• [DATA EXCERPTS]:
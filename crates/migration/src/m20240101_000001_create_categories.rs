//! Create `categories` table.
//!
//! `name` deliberately carries no unique constraint; duplicate names are
//! rejected by the category coordinator instead.
use sea_orm_migration::{prelude::*, schema::*};

#[derive(DeriveMigrationName)]
pub struct Migration;

#[async_trait::async_trait]
impl MigrationTrait for Migration {
    async fn up(&self, manager: &SchemaManager) -> Result<(), DbErr> {
        manager
            .create_table(
                Table::create()
                    .table(Categories::Table)
                    .if_not_exists()
                    .col(
                        ColumnDef::new(Categories::CategoryId)
                            .big_integer()
                            .not_null()
                            .auto_increment()
                            .primary_key(),
                    )
                    .col(string_len(Categories::Name, 255).not_null())
                    .col(ColumnDef::new(Categories::Description).text().null())
                    .col(boolean(Categories::IsActive).not_null().default(true))
                    .to_owned(),
            )
            .await
    }

    async fn down(&self, manager: &SchemaManager) -> Result<(), DbErr> {
        manager.drop_table(Table::drop().table(Categories::Table).to_owned()).await
    }
}

#[derive(DeriveIden)]
enum Categories { Table, CategoryId, Name, Description, IsActive }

• [DESCRIPTION OF THE TASK]:
Each line of the material above needs to be quoted exactly, please.

• [OUTPUT OF THE EXERCISE]:
filename crates/migration/src/m20240101_000001_create_categories.rs
//! Create `categories` table.
//!
//! `name` deliberately carries no unique constraint; duplicate names are
//! rejected by the category coordinator instead.
use sea_orm_migration::{prelude::*, schema::*};

#[derive(DeriveMigrationName)]
pub struct Migration;

#[async_trait::async_trait]
impl MigrationTrait for Migration {
    async fn up(&self, manager: &SchemaManager) -> Result<(), DbErr> {
        manager
            .create_table(
                Table::create()
                    .table(Categories::Table)
                    .if_not_exists()
                    .col(
                        ColumnDef::new(Categories::CategoryId)
                            .big_integer()
                            .not_null()
                            .auto_increment()
                            .primary_key(),
                    )
                    .col(string_len(Categories::Name, 255).not_null())
                    .col(ColumnDef::new(Categories::Description).text().null())
                    .col(boolean(Categories::IsActive).not_null().default(true))
                    .to_owned(),
            )
            .await
    }

    async fn down(&self, manager: &SchemaManager) -> Result<(), DbErr> {
        manager.drop_table(Table::drop().table(Categories::Table).to_owned()).await
    }
}

#[derive(DeriveIden)]
enum Categories { Table, CategoryId, Name, Description, IsActive }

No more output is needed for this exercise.